Removing of Empty Sub-plans

The introduced empty operators (joins over results of different Skolem functions – these will never match) lead to empty sub-plans that can be removed.

Q05.png

Figure 3: Query plan with its empty sub-plans removed. Its execution takes less than 3s.

Inverting Projection with a Skolem Function Block

The inversion is done as follows:

Projection         Skolem
    +             Function
    |      ===>    Block
    v                +
  Skolem             |
 Function            v
  Block          Projection

Q05.png

Figure 4: Query plan where projection has been inverted with a Skolem function block. Its execution takes less than 2s.

Removal of Useless Union Operators and Distinct Blocks

We remove the union having one child and consecutive distinct blocks.

Q05.png

Figure 5: Query plan whitout useless operators and blocks. Its execution takes less than 1,5s.

Pushing Projection in SQLEval

We change an SQLEval preceded by Projection, in order to push the projection in the SQL query.

Q05.png

Figure 6: Query plan where projections are pushed into SQLEval operators. The execution takes less than 1s.

Replacing Sort-Based Distinct Block by Hash-Based Distinct Operator

Q05.png

Figure 7: Query plan where distinct block is replaced by HashDistinct operator. The execution takes around 300ms.

Inverting Distinct with a Skolem Function Block

The inversion is done as follows:

Distinct          Skolem
   +             Function
   |      ===>    Block
   v                +
 Skolem             |
Function            v
 Block           Distinct

Q05.png

Figure 8: Query plan where distinct operator has been inverted with Skolem function block. Its execution takes around 300ms.
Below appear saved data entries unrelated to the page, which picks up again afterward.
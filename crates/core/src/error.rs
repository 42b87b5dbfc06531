//! Error taxonomy for the revision engine

use crate::id::RevisionId;
use std::path::{Path, PathBuf};
use thiserror::Error;

/// Broad class of a [`VersionError`], used by callers to pick a response
#[derive(Debug, Clone, Copy, PartialEq, Eq)]
pub enum ErrorClass {
    /// Store or ledger file unreadable/unwritable
    Storage,
    /// Corrupted or tampered revision chain
    Consistency,
    /// Expected negative result
    NotFound,
    /// Caller asked for history on a document kind that has none
    Unsupported,
}

/// Errors raised by the revision store, ledger, writer and reader
#[derive(Debug, Error)]
#[non_exhaustive]
pub enum VersionError {
    /// I/O failure on a store, ledger or lock file
    #[error("storage error on {}: {source}", path.display())]
    Storage {
        path: PathBuf,
        #[source]
        source: std::io::Error,
    },

    /// A store or ledger file exists but cannot be decoded
    #[error("malformed file {}: {reason}", path.display())]
    Format { path: PathBuf, reason: String },

    /// The chain cannot be walked (bad patch, unknown entry kind, missing root)
    #[error("revision chain broken at {id}: {reason}")]
    Consistency { id: RevisionId, reason: String },

    /// The requested revision is not in the chain
    #[error("{}: revision {id} not found", doc.display())]
    NotFound { doc: PathBuf, id: RevisionId },

    /// The document has no recorded history
    #[error("{}: no versions found", doc.display())]
    NoHistory { doc: PathBuf },

    /// Versioning requested for a document type with no handler
    #[error("{}: not of a supported type", doc.display())]
    Unsupported { doc: PathBuf },
}

impl VersionError {
    pub fn storage(path: &Path, source: std::io::Error) -> Self {
        Self::Storage {
            path: path.to_path_buf(),
            source,
        }
    }

    pub fn format(path: &Path, reason: impl Into<String>) -> Self {
        Self::Format {
            path: path.to_path_buf(),
            reason: reason.into(),
        }
    }

    pub fn consistency(id: RevisionId, reason: impl Into<String>) -> Self {
        Self::Consistency {
            id,
            reason: reason.into(),
        }
    }

    pub fn class(&self) -> ErrorClass {
        match self {
            Self::Storage { .. } | Self::Format { .. } => ErrorClass::Storage,
            Self::Consistency { .. } => ErrorClass::Consistency,
            Self::NotFound { .. } | Self::NoHistory { .. } => ErrorClass::NotFound,
            Self::Unsupported { .. } => ErrorClass::Unsupported,
        }
    }

    /// True for results callers should treat as a normal negative answer
    pub fn is_not_found(&self) -> bool {
        self.class() == ErrorClass::NotFound
    }
}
Pushing Distinct in SQLEval

Q05.png

Figure 9: Query plan where distinct operator has been inverted with Skolem function block. Its execution takes less than 300ms.

Inverting Union with Skolem Function Blocks

Inverting Union with Skolem function blocks can be done by:

  1. grouping same Skolem function blocks under the union,
  2. add a projection to each input operator of Skolem function group to normalized its inputs (reordering and repeating columns),
  3. create a union operator for the input of each group of functions
  4. create a Skolem function blocks on top of each union of inputs
  5. create union of each Skolem function blocks

I propose to see plan optimizations on the following query on 1M triples BSBM dataset:

Qt<$X> :-
           triple($X, <http://www.w3.org/1999/02/22-rdf-syntax-ns#type>, <http://www4.wiwiss.fu-berlin.de/bizer/bsbm/v01/instances/ProductType1>);

This query have 2810 answers and 96 rewritings, but all of this rewritings have use the same skolem function.

Qt.png

Figure 10: Query plan where union operator has been inverted with Skolem function block. Its execution takes around 500ms.

Pushing Union In SQLEval

Qt.png

Figure 11: Query plan where union operator has been pushed with SQLEval. Its execution takes less than 200ms.

TODO Product

During rewriting product may appear when a join between atoms is "removed" by instantiating a query variable using constant of mappings head.